(Data items)
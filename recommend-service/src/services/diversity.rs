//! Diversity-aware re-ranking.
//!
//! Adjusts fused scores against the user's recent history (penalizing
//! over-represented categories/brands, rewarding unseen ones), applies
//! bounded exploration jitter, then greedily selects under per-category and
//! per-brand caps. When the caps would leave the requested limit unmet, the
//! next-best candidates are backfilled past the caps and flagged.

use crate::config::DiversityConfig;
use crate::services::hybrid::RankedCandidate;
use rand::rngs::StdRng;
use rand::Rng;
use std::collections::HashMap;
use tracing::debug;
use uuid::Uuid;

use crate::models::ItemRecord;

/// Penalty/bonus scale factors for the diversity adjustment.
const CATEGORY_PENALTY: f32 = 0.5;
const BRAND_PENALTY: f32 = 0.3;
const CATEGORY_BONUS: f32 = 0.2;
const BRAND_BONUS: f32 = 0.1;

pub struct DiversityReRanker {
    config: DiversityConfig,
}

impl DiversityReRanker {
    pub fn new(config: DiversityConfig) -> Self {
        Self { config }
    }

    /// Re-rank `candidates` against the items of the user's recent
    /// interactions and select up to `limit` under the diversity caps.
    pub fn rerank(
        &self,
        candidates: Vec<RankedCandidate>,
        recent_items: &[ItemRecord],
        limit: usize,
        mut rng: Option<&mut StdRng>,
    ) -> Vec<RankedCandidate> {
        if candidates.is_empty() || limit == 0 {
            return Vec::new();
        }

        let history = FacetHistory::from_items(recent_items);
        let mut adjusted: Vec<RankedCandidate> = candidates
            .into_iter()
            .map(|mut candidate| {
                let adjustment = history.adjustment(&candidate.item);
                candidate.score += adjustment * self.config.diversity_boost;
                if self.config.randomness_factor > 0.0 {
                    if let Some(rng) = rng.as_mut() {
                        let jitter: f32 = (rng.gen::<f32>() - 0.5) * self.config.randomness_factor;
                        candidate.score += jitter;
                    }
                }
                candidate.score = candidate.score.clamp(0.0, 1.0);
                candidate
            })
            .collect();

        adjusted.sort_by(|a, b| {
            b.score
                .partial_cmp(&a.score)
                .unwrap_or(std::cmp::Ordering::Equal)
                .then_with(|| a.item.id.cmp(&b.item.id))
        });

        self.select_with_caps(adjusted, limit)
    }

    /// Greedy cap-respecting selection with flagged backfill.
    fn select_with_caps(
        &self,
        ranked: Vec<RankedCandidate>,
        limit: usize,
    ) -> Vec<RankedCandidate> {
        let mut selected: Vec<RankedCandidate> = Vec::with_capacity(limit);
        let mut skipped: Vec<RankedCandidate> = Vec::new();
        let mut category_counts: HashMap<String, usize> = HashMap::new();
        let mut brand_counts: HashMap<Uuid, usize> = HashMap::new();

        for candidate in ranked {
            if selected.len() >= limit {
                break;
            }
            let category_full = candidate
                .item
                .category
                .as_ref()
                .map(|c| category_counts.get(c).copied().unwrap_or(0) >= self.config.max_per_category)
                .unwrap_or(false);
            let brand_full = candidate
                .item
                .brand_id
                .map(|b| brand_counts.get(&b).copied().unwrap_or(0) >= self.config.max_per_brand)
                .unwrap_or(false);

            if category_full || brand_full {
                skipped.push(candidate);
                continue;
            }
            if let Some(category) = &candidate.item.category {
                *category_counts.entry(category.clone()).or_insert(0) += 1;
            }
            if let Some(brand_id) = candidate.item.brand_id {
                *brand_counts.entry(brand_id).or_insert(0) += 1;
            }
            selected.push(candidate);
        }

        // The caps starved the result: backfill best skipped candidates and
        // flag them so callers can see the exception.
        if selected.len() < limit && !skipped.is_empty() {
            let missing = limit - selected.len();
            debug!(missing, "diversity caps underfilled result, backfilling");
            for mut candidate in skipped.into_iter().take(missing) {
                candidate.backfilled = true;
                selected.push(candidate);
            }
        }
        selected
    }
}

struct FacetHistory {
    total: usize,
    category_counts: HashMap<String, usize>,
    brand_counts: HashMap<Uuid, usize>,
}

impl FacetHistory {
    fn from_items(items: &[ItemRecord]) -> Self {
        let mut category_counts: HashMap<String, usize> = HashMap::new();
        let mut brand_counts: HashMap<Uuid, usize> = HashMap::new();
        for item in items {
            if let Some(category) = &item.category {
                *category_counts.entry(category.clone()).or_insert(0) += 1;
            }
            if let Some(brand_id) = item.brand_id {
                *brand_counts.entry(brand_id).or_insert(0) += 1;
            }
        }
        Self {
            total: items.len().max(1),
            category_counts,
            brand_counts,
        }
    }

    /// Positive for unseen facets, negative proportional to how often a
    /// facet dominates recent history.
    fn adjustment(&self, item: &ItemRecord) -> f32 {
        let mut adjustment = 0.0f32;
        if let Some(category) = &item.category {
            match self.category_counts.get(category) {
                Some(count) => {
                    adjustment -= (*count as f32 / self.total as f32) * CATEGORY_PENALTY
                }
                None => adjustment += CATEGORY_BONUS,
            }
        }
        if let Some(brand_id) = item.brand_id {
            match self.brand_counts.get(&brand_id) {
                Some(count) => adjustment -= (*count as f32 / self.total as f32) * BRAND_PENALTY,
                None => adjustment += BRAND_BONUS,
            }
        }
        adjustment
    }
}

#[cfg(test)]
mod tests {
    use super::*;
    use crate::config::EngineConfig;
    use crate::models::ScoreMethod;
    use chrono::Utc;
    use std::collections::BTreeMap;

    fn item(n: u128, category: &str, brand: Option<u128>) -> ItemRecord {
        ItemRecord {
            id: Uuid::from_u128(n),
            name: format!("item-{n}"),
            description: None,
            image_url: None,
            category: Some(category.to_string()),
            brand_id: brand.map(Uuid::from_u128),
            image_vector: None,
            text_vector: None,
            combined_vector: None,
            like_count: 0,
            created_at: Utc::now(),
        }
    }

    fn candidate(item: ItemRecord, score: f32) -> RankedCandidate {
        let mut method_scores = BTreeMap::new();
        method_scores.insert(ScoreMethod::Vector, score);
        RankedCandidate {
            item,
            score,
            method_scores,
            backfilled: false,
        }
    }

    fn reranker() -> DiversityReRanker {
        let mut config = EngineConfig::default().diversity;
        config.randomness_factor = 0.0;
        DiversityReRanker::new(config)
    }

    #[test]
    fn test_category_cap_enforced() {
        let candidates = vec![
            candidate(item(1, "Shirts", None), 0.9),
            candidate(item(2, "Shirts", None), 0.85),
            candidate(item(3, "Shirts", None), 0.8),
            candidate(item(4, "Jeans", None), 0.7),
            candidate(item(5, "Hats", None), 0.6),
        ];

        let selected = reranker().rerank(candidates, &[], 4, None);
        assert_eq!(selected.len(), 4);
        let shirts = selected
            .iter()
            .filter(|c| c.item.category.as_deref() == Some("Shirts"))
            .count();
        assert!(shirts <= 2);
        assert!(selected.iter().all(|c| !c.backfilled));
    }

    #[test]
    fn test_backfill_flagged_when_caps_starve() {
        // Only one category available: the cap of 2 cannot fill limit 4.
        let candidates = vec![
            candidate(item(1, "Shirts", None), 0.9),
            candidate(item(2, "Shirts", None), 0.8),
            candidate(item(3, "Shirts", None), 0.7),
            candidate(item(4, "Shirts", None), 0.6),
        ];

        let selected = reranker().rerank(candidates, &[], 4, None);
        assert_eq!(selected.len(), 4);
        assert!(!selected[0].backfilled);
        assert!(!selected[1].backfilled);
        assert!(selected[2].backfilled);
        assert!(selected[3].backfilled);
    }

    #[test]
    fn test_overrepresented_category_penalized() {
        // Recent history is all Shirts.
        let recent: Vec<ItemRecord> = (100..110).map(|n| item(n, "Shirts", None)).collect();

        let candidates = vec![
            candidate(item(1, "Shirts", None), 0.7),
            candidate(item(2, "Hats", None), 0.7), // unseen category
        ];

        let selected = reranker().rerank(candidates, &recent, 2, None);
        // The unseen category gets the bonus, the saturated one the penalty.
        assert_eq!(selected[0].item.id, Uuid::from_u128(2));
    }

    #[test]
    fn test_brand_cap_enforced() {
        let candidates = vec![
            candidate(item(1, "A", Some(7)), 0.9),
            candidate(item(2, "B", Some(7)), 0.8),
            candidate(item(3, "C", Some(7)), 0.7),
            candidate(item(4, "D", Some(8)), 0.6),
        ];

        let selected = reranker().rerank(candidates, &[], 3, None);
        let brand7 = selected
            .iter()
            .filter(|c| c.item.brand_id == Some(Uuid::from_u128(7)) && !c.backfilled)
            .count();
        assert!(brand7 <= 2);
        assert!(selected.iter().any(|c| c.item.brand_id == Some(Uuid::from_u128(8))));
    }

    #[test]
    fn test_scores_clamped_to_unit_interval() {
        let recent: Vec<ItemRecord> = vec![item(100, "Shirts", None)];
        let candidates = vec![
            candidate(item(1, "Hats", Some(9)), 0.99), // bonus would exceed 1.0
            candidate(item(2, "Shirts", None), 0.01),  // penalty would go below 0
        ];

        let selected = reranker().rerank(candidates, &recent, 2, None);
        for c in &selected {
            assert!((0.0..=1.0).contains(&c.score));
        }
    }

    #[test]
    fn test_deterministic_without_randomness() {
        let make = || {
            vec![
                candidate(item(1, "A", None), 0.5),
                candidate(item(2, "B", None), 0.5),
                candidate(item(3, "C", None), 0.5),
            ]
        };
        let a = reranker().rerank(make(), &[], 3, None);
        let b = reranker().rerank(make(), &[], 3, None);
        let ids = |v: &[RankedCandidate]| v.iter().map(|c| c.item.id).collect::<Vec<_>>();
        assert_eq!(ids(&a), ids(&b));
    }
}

• EXERCISE: Scan the entries for lines holding the string "struct", then copy every one of them.

• REPLY:
pub struct DiversityReRanker {
struct FacetHistory {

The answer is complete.